Alessandro Plizzari (born 12 March 2000) is an Italian professional footballer who plays as a goalkeeper for club Südtirol, on loan from Venezia.

During the 2021–22 football season in Italy, Plizzari was part of the squads that won Serie A (AC Milan) and Serie B (Lecce), sharing halves of the season with each team.

==Club career==

=== AC Milan ===
Plizzari is a product of AC Milan's youth academy. In July 2016, he was promoted to the first team as a backup goalkeeper and received his first-ever call up to the senior team ahead of a home Serie A game against Udinese played on 11 September 2016, remaining on the bench as an unused substitute. Despite his involvement with the first team, he continued to play for the Primavera (under-19) as a starting goalkeeper throughout the season. In late 2016, Milan rejected a €2 million bid for Plizzari from Manchester City.

==== Loan to Ternana ====
On 4 July 2017, Plizzarri signed a contract extension with Milan until 2020 and was immediately sent on loan to Ternana in Serie B until 30 June 2018. He made his professional debut at 17 years old, on 26 August 2017, in the league match against Empoli. He finished his debut season with 20 appearances in all competitions, conceding a total of 40 goals and keeping one clean sheet.

==== Return to Milan ====
In April 2019, despite making no appearances in the 2018–19 season, Plizzari extended his contract with Milan until the end of June 2023.

==== Loan to Livorno ====
On 1 August 2019, he was loaned out to Serie B club Livorno.

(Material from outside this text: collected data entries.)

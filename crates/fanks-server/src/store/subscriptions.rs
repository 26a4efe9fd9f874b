use std::collections::HashMap;

use anyhow::{Context, Result};
use redb::{ReadableTable, TableDefinition};
use tracing::debug;

use super::db::{decode, encode, Store};
use super::model::{NewSubscription, PushSubscriptionRecord, UserRecord, UserWithSubscriptions};
use super::users::USERS;

pub(crate) const PUSH_SUBSCRIPTIONS: TableDefinition<u64, &[u8]> =
    TableDefinition::new("push_subscriptions");
const SUBSCRIPTION_SEQ_KEY: &str = "push_subscription_seq";

impl Store {
    /// Register a push endpoint for `user_id`.
    ///
    /// A browser re-subscribing with an endpoint it already registered replaces
    /// the earlier record instead of adding a second one, so each device is
    /// notified once.
    pub fn save_subscription(
        &self,
        user_id: u64,
        sub: NewSubscription,
    ) -> Result<PushSubscriptionRecord> {
        let now = Self::now();
        let write_txn = self.db.begin_write()?;
        let record = {
            let users = write_txn.open_table(USERS)?;
            let owner_live = match users.get(user_id)? {
                Some(guard) => !decode::<UserRecord>(guard.value())?.is_deleted(),
                None => false,
            };
            if !owner_live {
                anyhow::bail!("subscription owner {user_id} does not exist");
            }

            let mut table = write_txn.open_table(PUSH_SUBSCRIPTIONS)?;
            let mut existing = None;
            for item in table.iter()? {
                let (k, v) = item?;
                let rec: PushSubscriptionRecord = decode(v.value())?;
                if rec.user_id == user_id && rec.endpoint == sub.endpoint {
                    existing = Some(k.value());
                    break;
                }
            }

            let id = match existing {
                Some(id) => id,
                None => Self::next_id(&write_txn, SUBSCRIPTION_SEQ_KEY)?,
            };
            let record = PushSubscriptionRecord {
                id,
                user_id,
                endpoint: sub.endpoint,
                p256dh: sub.p256dh,
                auth: sub.auth,
                keys: sub.keys,
                created_at: now,
            };
            let bytes = encode(&record)?;
            table.insert(id, bytes.as_slice())?;
            record
        };
        write_txn.commit().context("commit push subscription")?;

        debug!(subscription_id = record.id, user_id, "stored push subscription");
        Ok(record)
    }

    /// Collect subscriptions matching `pred`, ordered by id.
    pub fn subscriptions_where<F>(&self, pred: F) -> Result<Vec<PushSubscriptionRecord>>
    where
        F: Fn(&PushSubscriptionRecord) -> bool,
    {
        let read_txn = self.db.begin_read()?;
        let table = read_txn.open_table(PUSH_SUBSCRIPTIONS)?;

        let mut subs = Vec::new();
        for item in table.iter()? {
            let (_k, v) = item?;
            let sub: PushSubscriptionRecord = decode(v.value()).context("decode subscription")?;
            if pred(&sub) {
                subs.push(sub);
            }
        }
        Ok(subs)
    }

    pub fn subscriptions_for_user(&self, user_id: u64) -> Result<Vec<PushSubscriptionRecord>> {
        self.subscriptions_where(|s| s.user_id == user_id)
    }

    /// Every live user with the push endpoints they registered. Users without
    /// subscriptions are included with an empty list.
    pub fn users_with_subscriptions(&self) -> Result<Vec<UserWithSubscriptions>> {
        let mut by_user: HashMap<u64, Vec<PushSubscriptionRecord>> = HashMap::new();
        for sub in self.subscriptions_where(|_| true)? {
            by_user.entry(sub.user_id).or_default().push(sub);
        }

        Ok(self
            .list_users()?
            .into_iter()
            .map(|user| {
                let subscriptions = by_user.remove(&user.id).unwrap_or_default();
                UserWithSubscriptions {
                    user,
                    subscriptions,
                }
            })
            .collect())
    }

    /// Delete every subscription matching `pred`. Returns how many were removed.
    pub fn delete_subscriptions_where<F>(&self, pred: F) -> Result<usize>
    where
        F: Fn(&PushSubscriptionRecord) -> bool,
    {
        let ids: Vec<u64> = self.subscriptions_where(pred)?.iter().map(|s| s.id).collect();
        if ids.is_empty() {
            return Ok(0);
        }

        let write_txn = self.db.begin_write()?;
        {
            let mut table = write_txn.open_table(PUSH_SUBSCRIPTIONS)?;
            for id in &ids {
                table.remove(*id)?;
            }
        }
        write_txn.commit()?;
        Ok(ids.len())
    }
}

#[cfg(test)]
mod tests {
    use super::*;
    use crate::store::db::tests::make_store;
    use crate::store::model::{NewUser, Role};

    fn user(s: &Store, email: &str) -> UserRecord {
        s.create_user(NewUser {
            name: "N".into(),
            email: email.into(),
            password_hash: "$argon2id$stub".into(),
            role: Role::User,
        })
        .unwrap()
    }

    fn sub(endpoint: &str) -> NewSubscription {
        NewSubscription {
            endpoint: endpoint.into(),
            p256dh: "p256".into(),
            auth: "auth".into(),
            keys: r#"{"p256dh":"p256","auth":"auth"}"#.into(),
        }
    }

    #[test]
    fn save_and_group_by_user() {
        let (s, _dir) = make_store();
        let ada = user(&s, "ada@example.com");
        let bob = user(&s, "bob@example.com");
        let carl = user(&s, "carl@example.com");
        s.save_subscription(ada.id, sub("https://push.example/a1")).unwrap();
        s.save_subscription(ada.id, sub("https://push.example/a2")).unwrap();
        s.save_subscription(bob.id, sub("https://push.example/b1")).unwrap();

        let all = s.users_with_subscriptions().unwrap();
        assert_eq!(all.len(), 3);
        assert_eq!(all[0].subscriptions.len(), 2);
        assert_eq!(all[1].subscriptions.len(), 1);
        assert_eq!(all[2].user.id, carl.id);
        assert!(all[2].subscriptions.is_empty());
    }

    #[test]
    fn resubscribing_same_endpoint_replaces() {
        let (s, _dir) = make_store();
        let ada = user(&s, "ada@example.com");
        let first = s.save_subscription(ada.id, sub("https://push.example/a")).unwrap();
        let mut again = sub("https://push.example/a");
        again.auth = "rotated".into();
        let second = s.save_subscription(ada.id, again).unwrap();

        assert_eq!(first.id, second.id);
        let subs = s.subscriptions_for_user(ada.id).unwrap();
        assert_eq!(subs.len(), 1);
        assert_eq!(subs[0].auth, "rotated");
    }

    #[test]
    fn unknown_owner_rejected() {
        let (s, _dir) = make_store();
        assert!(s.save_subscription(9, sub("https://push.example/x")).is_err());
    }

    #[test]
    fn deleted_users_are_not_listed_for_push() {
        let (s, _dir) = make_store();
        let ada = user(&s, "ada@example.com");
        s.save_subscription(ada.id, sub("https://push.example/a")).unwrap();
        s.delete_user(ada.id).unwrap();
        assert!(s.users_with_subscriptions().unwrap().is_empty());
    }

    #[test]
    fn delete_by_predicate() {
        let (s, _dir) = make_store();
        let ada = user(&s, "ada@example.com");
        s.save_subscription(ada.id, sub("https://push.example/a")).unwrap();
        s.save_subscription(ada.id, sub("https://push.example/b")).unwrap();

        let removed = s
            .delete_subscriptions_where(|r| r.endpoint.ends_with("/a"))
            .unwrap();
        assert_eq!(removed, 1);
        assert_eq!(s.delete_subscriptions_where(|_| false).unwrap(), 0);
        let left = s.subscriptions_for_user(ada.id).unwrap();
        assert_eq!(left.len(), 1);
        assert_eq!(left[0].endpoint, "https://push.example/b");
    }
}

He made his debut with Livorno on 5 October, playing as a starter in the league match against Chievo.

==== Loan to Reggina ====
On 21 August 2020, he joined Reggina on loan.

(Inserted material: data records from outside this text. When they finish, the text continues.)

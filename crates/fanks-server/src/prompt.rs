use rand::seq::SliceRandom;

/// Writing prompts offered above the note form.
pub const PROMPTS: &[&str] = &[
    "What made you smile today?",
    "Who helped you out recently?",
    "What is something small you are grateful for?",
    "What went better than you expected today?",
    "Which person would you like to thank, and why?",
    "What is a comfort you often take for granted?",
    "What did you learn today that you are glad to know?",
    "What part of your day would you happily repeat?",
    "What is something about where you live that you appreciate?",
    "Who made your week a little easier?",
];

pub fn random_prompt() -> &'static str {
    PROMPTS
        .choose(&mut rand::thread_rng())
        .copied()
        .unwrap_or(PROMPTS[0])
}

/// The prompt to show: a non-blank `requested` one, or a random one.
pub fn prompt_or_random(requested: Option<&str>) -> String {
    match requested.map(str::trim) {
        Some(p) if !p.is_empty() => p.to_owned(),
        _ => random_prompt().to_owned(),
    }
}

==== Second return to Milan ====
Upon his return from the Reggina loan, he did not appear for Milan in the first half of the 2021–22 season, mostly recovering from a knee surgery.

==== Loan to Lecce ====
On 29 January 2022, he moved on loan to Lecce.

=== Pescara ===
On 26 July 2022, Plizzari joined Serie C club Pescara after few years in Milan.

On 30 August 2024, Plizzari signed a four-year contract with Venezia and was loaned back to Pescara for the rest of the 2024–25 season. On 7 June 2025, Plizzari was instrumental in Pescara's promotion playoff win against Ternana, providing multiple saves during the game and eventually saving three penalties out of four in the resulting shootout, despite an ankle injury he suffered during extra time.

==International career==
He was the first-choice goalkeeper for the Italy U17 squad at the 2016 UEFA European Under-17 Championship, where Italy was eliminated at the group stage.

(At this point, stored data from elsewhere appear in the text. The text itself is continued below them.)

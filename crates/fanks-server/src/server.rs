use std::net::SocketAddr;
use std::sync::Arc;

use anyhow::{Context, Result};
use axum::{
    middleware,
    routing::{delete, get, post},
    Router,
};
use tower_http::catch_panic::CatchPanicLayer;
use tower_http::trace::TraceLayer;
use tracing::{info, warn};

use crate::{
    auth::load_session,
    config::Config,
    handlers::{
        create_note, delete_note, delete_subscription, health, list_notes, me,
        save_subscription, sign_in, sign_out, sign_up, vapid_public_key,
    },
    push::PushDispatcher,
    store::Store,
    AppState,
};

/// Every route, wrapped in session resolution, panic recovery and request tracing.
pub fn router(state: AppState) -> Router {
    Router::new()
        .route("/health", get(health))
        .route("/auth/sign-up", post(sign_up))
        .route("/auth/sign-in", post(sign_in))
        .route("/auth/sign-out", post(sign_out))
        .route("/me", get(me))
        .route("/notes", get(list_notes).post(create_note))
        .route("/notes/{id}", delete(delete_note))
        .route("/push/vapid-public-key", get(vapid_public_key))
        .route(
            "/push/subscriptions",
            post(save_subscription).delete(delete_subscription),
        )
        .layer(middleware::from_fn_with_state(state.clone(), load_session))
        .with_state(state)
        .layer(CatchPanicLayer::new())
        .layer(TraceLayer::new_for_http())
}

pub async fn run(cfg: Config) -> Result<()> {
    let config = Arc::new(cfg);

    info!(db_path = %config.db_path.display(), "opening database");
    let store = Store::open(&config.db_path).context("open store")?;

    match PushDispatcher::from_config(&config, store.clone())? {
        Some(dispatcher) => {
            info!(
                time_zone = %config.push.time_zone,
                hour = config.push.hour,
                minute = config.push.minute,
                "daily reminders enabled"
            );
            dispatcher.spawn();
        }
        None => warn!("FANKS_VAPID_PRIVATE_KEY_FILE not set; daily reminders disabled"),
    }
    if !config.allow_signup {
        info!("sign up is disabled; set FANKS_ALLOW_SIGNUP=true to enable it");
    }

    let state = AppState::new(store, config.clone())?;
    let app = router(state);

    let addr: SocketAddr = format!("{}:{}", config.host, config.port)
        .parse()
        .context("invalid host/port")?;

    info!(%addr, "fanks server listening");
    let listener = tokio::net::TcpListener::bind(addr)
        .await
        .context("bind listener")?;

    axum::serve(listener, app).await.context("server error")
}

He was on the roster for Italy U20 team at the 2017 FIFA U-20 World Cup, where he was the second-choice goalkeeper behind Andrea Zaccagno. He played once at the tournament, in the third-place game, in which Italy beat Uruguay in a penalty shootout after Plizzari saved two penalties by Uruguay players Rodrigo Amaral and Juan Manuel Boselli.

He was the starting goalkeeper for Italy U19 at the 2018 UEFA European Under-19 Championship, as Italy finished runners-up to Portugal.

The following year he took part in the 2019 FIFA U-20 World Cup with the Italy U20 squad, reaching the fourth place.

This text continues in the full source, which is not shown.